92Accordingly, on a balance of probabilities, I find that the disputed amount for the August 3, 2022, invoice is not payable as it exceeds the approved limit. However, the denial of the December 13, 2022, treatment plan is non-compliant with section 38(8) and is payable, subject to the non-CAT monetary limit.
Interest
93Interest applies on the payment of any overdue benefits pursuant to s. 51 of the Schedule. Interest is due on any overdue payment.
Award
94The applicant seeks an award under section 10 of Regulation 664. Under section 10, the Tribunal may grant an award of up to 50 per cent of the total benefits payable if it finds that an insurer unreasonably withheld or delayed the payment of benefits. The Tribunal has determined that an award is justified where the delay or withholding of benefits by the insurer is unreasonable conduct, meaning “behaviour which is excessive, imprudent, stubborn, inflexible, unyielding or immoderate.” [See, for e.g., 17-006757 v. Aviva Insurance Canada, 2018 CanLII 81949 (ON LAT); and S.M. v. Unica Insurance Inc., 2020 CanLII 61460 (ON LAT Reconsideration)]. The onus is on the applicant to prove, on a balance of probabilities, that the respondent’s conduct meets this threshold.
95The applicant argues that the respondent acted adversarially in adjusting the claim and unreasonably denied or delayed benefits. He cites adjuster notes showing limited analysis of injuries and reliance on insurer exams without full medical record review. He emphasizes the insurer’s obligation to respond to treatment plans in a fair and timely manner. He claims repeated denials, especially when non-CAT limits weren’t exhausted, amount to unreasonable benefit withholding.
96The respondent claims it acted in good faith, relying on insurer examinations and Schedule provisions.
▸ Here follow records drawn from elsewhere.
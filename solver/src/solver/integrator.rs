use na::Vector2;
use brownian_core::State;
use crate::solver::NeighborList;

pub enum Integrator {
    /// First-order Euler step of overdamped dynamics: velocity equals force.
    OverdampedEuler,
}

impl Integrator {
    /// Just integrator iteration. Moves every non-static particle by
    /// `force * delta_time`, feeds the displacement to `neighbor_list`,
    /// wraps into the box and clears all forces.
    ///
    /// `delta_time` must keep per-step displacements below one box length.
    pub fn calculate(&self, state: &mut State, neighbor_list: &mut NeighborList,
                     delta_time: f64, static_count: usize) {
        match self {
            Integrator::OverdampedEuler => {
                state.particles.iter_mut().enumerate().for_each(|(index, particle)| {
                    if index >= static_count {
                        let delta = particle.force * delta_time;
                        particle.position += delta;
                        neighbor_list.mark_displacement(particle, &delta);
                    }
                    particle.force = Vector2::zeros();
                });
                state.apply_boundary_conditions();
            }
        }
    }
}
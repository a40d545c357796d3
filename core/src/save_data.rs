use std::fs::{File, OpenOptions};
use std::io::{BufReader, BufWriter, Write};
use std::path::Path;
use bytemuck::{Pod, Zeroable};
use serde::{Deserialize, Serialize};
use crate::{Error, ParticleSnapshot, PinningSite, Result, State};

/// Layout of the trajectory file.
#[derive(Clone, Copy, Debug, PartialEq, Eq, Serialize, Deserialize)]
#[serde(rename_all = "kebab-case")]
pub enum TrajectoryFormat {
    /// Binary frames for the cmovie plotter, in native byte order.
    CMovie,
    /// Text zones readable by tecplot.
    Tecplot,
}

impl TrajectoryFormat {
    pub fn extension(&self) -> &'static str {
        match self {
            TrajectoryFormat::CMovie => "mvi",
            TrajectoryFormat::Tecplot => "dat",
        }
    }
}

#[repr(C)]
#[derive(Clone, Copy, Debug, Pod, Zeroable)]
struct CMovieHeader {
    particle_count: i32,
    step: i32,
}

#[repr(C)]
#[derive(Clone, Copy, Debug, Pod, Zeroable)]
struct CMovieRecord {
    color: i32,
    id: i32,
    x: f32,
    y: f32,
    cum_disp: f32,
}

/// cmovie reserves colors 0 and 1.
const CMOVIE_COLOR_OFFSET: i32 = 2;

/// cmovie stores counts and ids as 32-bit signed integers.
fn cmovie_int(value: usize, what: &str) -> Result<i32> {
    i32::try_from(value).map_err(|_| Error::InvalidConfig(format!(
        "{} {} does not fit a cmovie frame", what, value
    )))
}

/// Frame sink for particle snapshots.
pub struct TrajectoryWriter {
    format: TrajectoryFormat,
    writer: BufWriter<File>,
    frames: usize,
}

impl TrajectoryWriter {
    /// Create (or truncate) `path` and write the format header, if any.
    pub fn create(path: &Path, format: TrajectoryFormat) -> Result<Self> {
        let file = File::create(path)?;
        let mut writer = BufWriter::new(file);
        if format == TrajectoryFormat::Tecplot {
            writeln!(writer, "VARIABLES = \"X\" , \"Y\", \"Z\", \"R\", \"G\", \"B\"")?;
        }
        Ok(Self {
            format,
            writer,
            frames: 0,
        })
    }

    pub fn write_frame(&mut self, step: usize, particles: &[ParticleSnapshot]) -> Result<()> {
        match self.format {
            TrajectoryFormat::CMovie => {
                let header = CMovieHeader {
                    particle_count: cmovie_int(particles.len(), "particle count")?,
                    step: cmovie_int(step, "step")?,
                };
                let records = particles
                    .iter()
                    .map(|p| {
                        Ok(CMovieRecord {
                            color: i32::from(p.class) + CMOVIE_COLOR_OFFSET,
                            id: cmovie_int(p.id, "particle id")?,
                            x: p.x as f32,
                            y: p.y as f32,
                            cum_disp: 1.0,
                        })
                    })
                    .collect::<Result<Vec<CMovieRecord>>>()?;
                self.writer.write_all(bytemuck::bytes_of(&header))?;
                self.writer.write_all(bytemuck::cast_slice(&records))?;
            }
            TrajectoryFormat::Tecplot => {
                writeln!(self.writer, "ZONE T=\"{}\"  I={} J={}, F=POINT ", step, particles.len(), 1)?;
                for p in particles {
                    let (r, g, b) = match p.class {
                        0 => (1.0, 0.0, 0.0),
                        1 => (0.0, 0.0, 1.0),
                        _ => (0.5, 0.5, 0.5),
                    };
                    writeln!(self.writer, "{:.6} {:.6} {:.6} {:.6} {:.6} {:.6}",
                             p.x, p.y, 0.0, r, g, b)?;
                }
            }
        }
        self.frames += 1;
        Ok(())
    }

    pub fn frames_written(&self) -> usize {
        self.frames
    }

    /// Flush buffered frames. Dropping the writer without calling this loses
    /// any write error.
    pub fn finish(mut self) -> Result<()> {
        self.writer.flush()?;
        Ok(())
    }
}

#[derive(Serialize)]
struct StatisticsRecord {
    step: usize,
    mean_force_x: f64,
}

/// Per-step scalar statistics in CSV.
pub struct StatisticsWriter {
    writer: csv::Writer<File>,
}

impl StatisticsWriter {
    pub fn create(path: &Path) -> Result<Self> {
        let writer = csv::Writer::from_path(path)?;
        Ok(Self { writer })
    }

    pub fn write(&mut self, step: usize, mean_force_x: f64) -> Result<()> {
        self.writer.serialize(StatisticsRecord { step, mean_force_x })?;
        Ok(())
    }

    pub fn finish(mut self) -> Result<()> {
        self.writer.flush()?;
        Ok(())
    }
}

/// Formats like C's `%e`: six digit mantissa and a signed two digit exponent.
fn format_scientific(value: f64) -> String {
    let formatted = format!("{:.6e}", value);
    match formatted.split_once('e') {
        Some((mantissa, exponent)) => {
            let (sign, digits) = match exponent.strip_prefix('-') {
                Some(digits) => ('-', digits),
                None => ('+', exponent),
            };
            format!("{}e{}{:0>2}", mantissa, sign, digits)
        }
        None => formatted,
    }
}

/// Dump pinning site geometry: the site count, then `x y r r r` per site,
/// one value per line.
pub fn write_contour_file(path: &Path, sites: &[PinningSite]) -> Result<()> {
    let mut writer = BufWriter::new(File::create(path)?);
    writeln!(writer, "{}", sites.len())?;
    for site in sites {
        for value in [site.position.x, site.position.y, site.radius, site.radius, site.radius] {
            writeln!(writer, "{}", format_scientific(value))?;
        }
    }
    writer.flush()?;
    Ok(())
}

/// Save the whole state as pretty JSON.
pub fn save_state_to_file(state: &State, path: &Path) -> Result<()> {
    let file = OpenOptions::new().create(true).truncate(true).write(true).open(path)?;
    let mut buf_writer = BufWriter::new(file);
    serde_json::ser::to_writer_pretty(&mut buf_writer, state)?;
    buf_writer.flush()?;
    Ok(())
}

pub fn load_state_from_file(path: &Path) -> Result<State> {
    let file = File::open(path)?;
    let state = serde_json::de::from_reader(BufReader::new(file))?;
    Ok(state)
}

/// Append one `label particles seconds` line to a timing log.
pub fn append_timing(path: &Path, label: &str, particles: usize, seconds: f64) -> Result<()> {
    let mut file = OpenOptions::new().create(true).append(true).open(path)?;
    writeln!(file, "{} {} {:.6}", label, particles, seconds)?;
    Ok(())
}
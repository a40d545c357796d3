use thiserror::Error;

/// Result type used across the workspace.
pub type Result<T> = std::result::Result<T, Error>;

/// Everything that can stop a run.
///
/// Numerical degeneracies inside a step are never reported here, they are
/// resolved by the clamp policy of the force evaluator.
#[derive(Debug, Error)]
pub enum Error {
    /// Rejection sampling could not place every particle within its retry budget.
    #[error("system too dense: placed {placed} of {requested} particles, gave up after {tries} tries")]
    TooDense {
        placed: usize,
        requested: usize,
        tries: usize,
    },

    #[error("invalid configuration: {0}")]
    InvalidConfig(String),

    /// Operation called in the wrong phase of the simulation lifecycle.
    #[error("simulation is {found}, expected {expected}")]
    InvalidPhase {
        expected: &'static str,
        found: &'static str,
    },

    #[error(transparent)]
    Io(#[from] std::io::Error),

    #[error(transparent)]
    Csv(#[from] csv::Error),

    #[error(transparent)]
    Json(#[from] serde_json::Error),
}
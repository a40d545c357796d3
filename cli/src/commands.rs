use std::fs;
use std::path::{Path, PathBuf};
use indicatif::ProgressBar;
use log::info;
use brownian_core::{
    append_timing, save_state_to_file, write_contour_file, Error, ParticleSnapshot, Result,
    StatisticsWriter, TrajectoryFormat, TrajectoryWriter,
};
use brownian_solver::config::{PinningConfig, PinningSign, SimulationConfig};
use brownian_solver::simulation::{Observer, RunSummary, Simulation};
use brownian_solver::solver::{ClassDrive, ForceStrategy, Parallelism};
use crate::args::RunOverrides;

pub const PIN_COUNTS: [usize; 5] = [10, 30, 70, 100, 250];
pub const PIN_STRENGTHS: [f64; 5] = [1.0, 2.0, 4.0, 16.0, 100.0];
pub const STATIC_COUNTS: [usize; 4] = [0, 10, 40, 100];
pub const SCALING_PARTICLES: [usize; 5] = [100, 400, 900, 1600, 2500];
pub const SCALING_BOX_SIDES: [f64; 5] = [20.0, 80.0, 180.0, 320.0, 500.0];

pub const CONFIG_FILE: &str = "config.json";
pub const CONTOUR_FILE: &str = "contour.txt";
pub const FINAL_STATE_FILE: &str = "final_state.json";
pub const TIMINGS_FILE: &str = "timings.txt";
/// Steps over which the class 0 drive reaches full strength, whatever the run length
pub const DRIVE_RAMP_STEPS: usize = 100000;

/// File names of one run inside its output directory.
#[derive(Clone, Debug)]
pub struct OutputNames {
    /// Trajectory file name without extension
    pub trajectory: String,
    pub statistics: String,
}

impl Default for OutputNames {
    fn default() -> Self {
        Self {
            trajectory: "results".to_string(),
            statistics: "statistics.csv".to_string(),
        }
    }
}

impl OutputNames {
    pub fn trajectory_path(&self, out_dir: &Path, format: TrajectoryFormat) -> PathBuf {
        out_dir.join(&self.trajectory).with_extension(format.extension())
    }

    pub fn statistics_path(&self, out_dir: &Path) -> PathBuf {
        out_dir.join(&self.statistics)
    }
}

/// Streams frames and statistics to disk while the simulation runs.
pub struct RunRecorder {
    trajectory: TrajectoryWriter,
    statistics: StatisticsWriter,
    progress_bar: ProgressBar,
}

impl RunRecorder {
    pub fn create(out_dir: &Path, names: &OutputNames, format: TrajectoryFormat, steps: usize) -> Result<Self> {
        let trajectory = TrajectoryWriter::create(&names.trajectory_path(out_dir, format), format)?;
        let statistics = StatisticsWriter::create(&names.statistics_path(out_dir))?;
        Ok(Self {
            trajectory,
            statistics,
            progress_bar: ProgressBar::new(steps as u64),
        })
    }

    /// Flush both writers.
    pub fn close(self) -> Result<usize> {
        let frames = self.trajectory.frames_written();
        self.trajectory.finish()?;
        self.statistics.finish()?;
        Ok(frames)
    }
}

impl Observer for RunRecorder {
    fn on_statistics(&mut self, step: usize, mean_force_x: f64) -> Result<()> {
        self.statistics.write(step, mean_force_x)
    }

    fn on_frame(&mut self, step: usize, snapshot: &[ParticleSnapshot]) -> Result<()> {
        self.trajectory.write_frame(step, snapshot)
    }

    fn on_progress(&mut self, step: usize, _total: usize) -> Result<()> {
        self.progress_bar.set_position(step as u64);
        Ok(())
    }

    fn finish(&mut self) -> Result<()> {
        self.progress_bar.finish_with_message("Calculated");
        Ok(())
    }
}

/// Run `config` to completion and write every output into `out_dir`.
pub fn run_simulation(config: SimulationConfig,
                      out_dir: &Path,
                      names: &OutputNames,
                      format: TrajectoryFormat) -> Result<RunSummary> {
    fs::create_dir_all(out_dir)?;
    config.save_to_file(&out_dir.join(CONFIG_FILE))?;
    let steps = config.steps;
    let mut simulation = Simulation::new(config)?;
    simulation.initialize()?;
    write_contour_file(&out_dir.join(CONTOUR_FILE), simulation.pinning_sites())?;
    let mut recorder = RunRecorder::create(out_dir, names, format, steps)?;
    let summary = simulation.run(&mut recorder)?;
    let frames = recorder.close()?;
    save_state_to_file(simulation.state(), &out_dir.join(FINAL_STATE_FILE))?;
    info!("{} frames saved to {}", frames, names.trajectory_path(out_dir, format).to_string_lossy());
    Ok(summary)
}

pub fn apply_overrides(config: &mut SimulationConfig, overrides: &RunOverrides) {
    if let Some(steps) = overrides.steps {
        config.steps = steps;
    }
    if let Some(seed) = overrides.seed {
        config.seed = seed;
    }
    if let Some(particles) = overrides.particles {
        config.particle_count = particles;
    }
    if let Some(strategy) = overrides.strategy {
        config.strategy = strategy.into();
    }
    if overrides.parallel {
        config.parallelism = Parallelism::Rayon;
    }
    if let Some(amplitude) = overrides.thermal_noise {
        config.thermal_noise = Some(amplitude);
    }
    if let Some(static_count) = overrides.static_count {
        config.static_count = static_count;
    }
}

pub fn run(config_file: Option<&Path>,
           overrides: &RunOverrides,
           out_dir: &Path,
           format: TrajectoryFormat) -> Result<RunSummary> {
    let mut config = match config_file {
        Some(path) => SimulationConfig::load_from_file(path)?,
        None => SimulationConfig::default(),
    };
    apply_overrides(&mut config, overrides);
    run_simulation(config, out_dir, &OutputNames::default(), format)
}

pub fn generate_config(file: &Path) -> Result<()> {
    SimulationConfig::default().save_to_file(file)?;
    info!("Default configuration saved to {}", file.to_string_lossy());
    Ok(())
}

fn preset<T: Copy>(values: &[T], index: usize, what: &str) -> Result<T> {
    values.get(index).copied().ok_or_else(|| Error::InvalidConfig(format!(
        "{} index {} is out of range 0..{}", what, index, values.len()
    )))
}

/// Configuration of one cell of the pinning experiment grid.
pub fn pinning_sweep_config(pins: usize, strength: usize, repelling: bool,
                            static_particles: usize, steps: usize) -> Result<SimulationConfig> {
    let count = preset(&PIN_COUNTS, pins, "pin count")?;
    let max_force = preset(&PIN_STRENGTHS, strength, "pin strength")?;
    let static_count = preset(&STATIC_COUNTS, static_particles, "static particle count")?;
    let sign = if repelling {
        PinningSign::Alternating
    } else {
        PinningSign::Attractive
    };
    Ok(SimulationConfig {
        steps,
        static_count,
        pinning: Some(PinningConfig {
            count,
            max_force,
            sign,
            ..PinningConfig::default()
        }),
        external: ClassDrive::default_rules(DRIVE_RAMP_STEPS),
        ..SimulationConfig::default()
    })
}

pub fn pinning_sweep(pins: usize, strength: usize, repelling: bool, static_particles: usize,
                     steps: usize, out_dir: &Path, format: TrajectoryFormat) -> Result<RunSummary> {
    let config = pinning_sweep_config(pins, strength, repelling, static_particles, steps)?;
    let count = PIN_COUNTS[pins];
    let max_force = PIN_STRENGTHS[strength];
    let names = OutputNames {
        trajectory: format!("{}-f{}-np-results", count, max_force),
        statistics: format!("stats-np-{}-f{}-static{}.csv", count, max_force, config.static_count),
    };
    info!("{} pins of strength {}, {} static particles", count, max_force, config.static_count);
    run_simulation(config, out_dir, &names, format)
}

/// Configuration of one system size of the scaling benchmark.
pub fn scaling_config(setup: usize, run_type: u8, steps: usize) -> Result<SimulationConfig> {
    let particle_count = preset(&SCALING_PARTICLES, setup, "setup")?;
    let side = SCALING_BOX_SIDES[setup];
    let strategy = ForceStrategy::from_run_type(run_type).ok_or_else(|| {
        Error::InvalidConfig(format!("run type {} is not one of 0, 1, 2, 3", run_type))
    })?;
    Ok(SimulationConfig {
        box_size: (side, side),
        particle_count,
        class_one_fraction: 0.5,
        steps,
        strategy,
        external: ClassDrive::default_rules(DRIVE_RAMP_STEPS),
        ..SimulationConfig::default()
    })
}

pub fn scaling_benchmark(setup: usize, run_type: u8, steps: usize,
                         out_dir: &Path, format: TrajectoryFormat) -> Result<RunSummary> {
    let config = scaling_config(setup, run_type, steps)?;
    let particle_count = config.particle_count;
    info!("Nr part = {}, run type = {}", particle_count, run_type);
    let summary = run_simulation(config, out_dir, &OutputNames::default(), format)?;
    append_timing(&out_dir.join(TIMINGS_FILE), &run_type.to_string(),
                  particle_count, summary.elapsed.as_secs_f64())?;
    Ok(summary)
}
It states that denials were based on technical or medical reasons. It also notes accommodations such as exceptions to transportation rules and the payment of substantial benefits. The respondent argues that disagreement with its determinations or a finding that a disputed plan is payable does not, in itself, establish unreasonable withholding or delay warranting a special award.
97In this case, I find that the respondent relied on insurer’s examinations, applicable guidelines, and its interpretation of non-CAT limits in making its decisions. Although I disagreed with the respondent’s position on non-CAT limits, I accept that its stance was based on a reasonable interpretation of its Explanation of Benefits calculations. The April 2025 email reflects a clarification of those calculations, not bad-faith conduct.
98The applicant has not identified specific instances where the respondent ignored Tribunal orders, refused to consider new evidence, or otherwise engaged in conduct that meets the threshold of unreasonable withholding or delay contemplated by section 10. In the absence of such evidence, I am not convinced that an award is warranted.
99Therefore, the request for an award is denied.
ORDER
100For the above reasons, it is ordered that:
i. The applicant is entitled, subject to the non-catastrophic (“CAT”) monetary limit, to plans for psychological services costing $4,239.55 (September 9, 2022), physiotherapy services for $2,145.00 (October 19, 2022), occupational therapy services for $4,634.00 (December 13, 2022) and $3,936.20 (August 17, 2022), and goods and services for $3,264.54 (December 13, 2022), plus interest.
ii. The applicant is not entitled to the outstanding amounts of $145.20 (May 18, 2022), $2,299.00 (August 17, 2022), the plans for $6,373.52 (May 26, 2022), $6,373.52 (June 14, 2022), $3,092.78 (July 25, 2022), and $373.70 (August 3, 2022).
iii. The applicant is not entitled to an award.